Baba: Bem. Existem 3 elementos  fundamentais que os ocidentais simplesmente não captam sobre o nosso país  que fazem toda diferença para entender o que se passa aqui: o primeiro é o governo, o segundo o governo e o terceiro o governo. Não há nada relevante acontecendo na China hoje que o governo não saiba e não controle de alguma maneira O governo aqui é o dono da bola, o dono dos times, do estádio e também o juiz. Você pode ter uma opinião sobre isso e até achar ruim. Muitos chineses acham, mas a verdade é que a população sabe que aqui é assim, convive com isso e de alguma forma, aceita.  Pensa bem: ninguém seguraria 1 bilhão e meio de pessoas na rua exigindo o fim do partido. A forma como a China é governada hoje só é possível porque existe um nível de satisfação da sociedade com o Partido. E os dirigentes sabem disso.

S: Então, a única forma de entender o que está acontecendo na China é pensar usando a lógica do Partido Comunista Chinês, certo?

B: Exato. Vamos a um exemplo prático. Aí no país de vocês, a cada 4 anos tem eleições e novas pessoas tomam conta do governo. Essas pessoas podem fingir que nada aconteceu nos últimos 4 e tentar começar tudo novamente. Aqui não funciona assim. Os dirigentes do Partido pensam em décadas. Essa é uma diferença gigantesca para entender os movimentos que acontecem por aqui. E a crise atual é um reflexo de uma transição pensada há um bom tempo pelo partido. Não ocorreu por um acaso.

S: Quando você diz que não ocorreu por acaso, você quer dizer que o governo chinês induziu isso?

B: Até bem pouco tempo, o PIB era um dos principais focos do governo, mas isso começou a mudar. Nos últimos anos milhões de chineses migraram do campo para a cidade e isso representou uma mudança significativa na dinâmica de renda da população. Apesar de não ser um país desenvolvido, a China está longe de ser só mais um emergente e atualmente, com a taxa de natalidade em queda e urbanização acelerada, o governo foca também em criar as bases para a construção de um novo modelo de desenvolvimento.
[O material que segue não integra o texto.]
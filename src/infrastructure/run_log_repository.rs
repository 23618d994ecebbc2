//! SQLite activity timeline (finished run logs)

use anyhow::{anyhow, Result};
use async_trait::async_trait;
use chrono::{DateTime, Utc};
use sqlx::{Row, SqlitePool};

use crate::domain::{RunLogEntry, RunLogRepository, RunLogSink};

/// SQLite implementation of RunLogRepository
pub struct SqliteRunLogRepository {
    pool: SqlitePool,
}

impl SqliteRunLogRepository {
    pub fn new(pool: SqlitePool) -> Self {
        Self { pool }
    }

    fn row_to_entry(row: &sqlx::sqlite::SqliteRow) -> Result<RunLogEntry> {
        let created_at: String = row.try_get("created_at")?;
        let created_at = DateTime::parse_from_rfc3339(&created_at)
            .map_err(|e| anyhow!("Failed to parse created_at: {}", e))?
            .with_timezone(&Utc);

        let details: String = row.try_get("details")?;
        let details = serde_json::from_str(&details)
            .map_err(|e| anyhow!("Failed to parse run log details: {}", e))?;

        Ok(RunLogEntry {
            id: row.try_get("id")?,
            scope: row.try_get("scope")?,
            items_processed: row.try_get::<i64, _>("items_processed")? as u32,
            items_updated: row.try_get::<i64, _>("items_updated")? as u32,
            items_skipped: row.try_get::<i64, _>("items_skipped")? as u32,
            message: row.try_get("message")?,
            details,
            elapsed_ms: row.try_get::<i64, _>("elapsed_ms")? as u64,
            created_at,
        })
    }
}

#[async_trait]
impl RunLogSink for SqliteRunLogRepository {
    async fn persist(&self, entry: &RunLogEntry) -> Result<()> {
        let details_json = serde_json::to_string(&entry.details)?;

        sqlx::query(
            r"
            INSERT INTO run_logs (
                id, scope, items_processed, items_updated, items_skipped,
                message, details, elapsed_ms, created_at
            )
            VALUES (?, ?, ?, ?, ?, ?, ?, ?, ?)
            ",
        )
        .bind(&entry.id)
        .bind(&entry.scope)
        .bind(i64::from(entry.items_processed))
        .bind(i64::from(entry.items_updated))
        .bind(i64::from(entry.items_skipped))
        .bind(&entry.message)
        .bind(details_json)
        .bind(entry.elapsed_ms as i64)
        .bind(entry.created_at.to_rfc3339())
        .execute(&self.pool)
        .await?;

        Ok(())
    }
}

#[async_trait]
impl RunLogRepository for SqliteRunLogRepository {
    async fn get_entry(&self, id: &str) -> Result<Option<RunLogEntry>> {
        let row = sqlx::query(
            r"
            SELECT id, scope, items_processed, items_updated, items_skipped,
                   message, details, elapsed_ms, created_at
            FROM run_logs
            WHERE id = ?
            ",
        )
        .bind(id)
        .fetch_optional(&self.pool)
        .await?;

        row.as_ref().map(Self::row_to_entry).transpose()
    }

    async fn recent_entries(&self, limit: u32) -> Result<Vec<RunLogEntry>> {
        let rows = sqlx::query(
            r"
            SELECT id, scope, items_processed, items_updated, items_skipped,
                   message, details, elapsed_ms, created_at
            FROM run_logs
            ORDER BY created_at DESC
            LIMIT ?
            ",
        )
        .bind(i64::from(limit))
        .fetch_all(&self.pool)
        .await?;

        rows.iter().map(Self::row_to_entry).collect()
    }

    async fn delete_older_than(&self, cutoff: DateTime<Utc>) -> Result<u64> {
        let result = sqlx::query("DELETE FROM run_logs WHERE created_at < ?")
            .bind(cutoff.to_rfc3339())
            .execute(&self.pool)
            .await?;

        Ok(result.rows_affected())
    }
}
E o que pode ser bom para a economia no longo prazo não é necessariamente bom para o mercado no curto.

S: E como a Evergrande se insere nesse contexto?

B: Nos EUA, 36% do patrimônio dos cidadãos, em média, está em ações  e 26% em imóveis. Na China, 62% estão em imóveis  e apenas 11% em ações. Essa diferença vem principalmente por conta do recente processo de urbanização e aumento da renda de pessoas que até bem pouco tempo atrás moravam no campo. Ocorreu um boom imobiliário na China e o governo agora vem endereçando a questão, pois o mercado de real state é muito grande e perigoso. É muita dívida. Não é só especulação. E isso se tornou uma preocupação para o governo. O problema da alavancagem das incorporadoras já vem sendo endereçado há 5 anos. É uma gestão de risco a nível governamental. Por isso que alguns dizem que a crise foi induzida pelo governo, porque ele passou a exigir a diminuição da alavancagem das empresas do setor para garantir a saúde do sistema.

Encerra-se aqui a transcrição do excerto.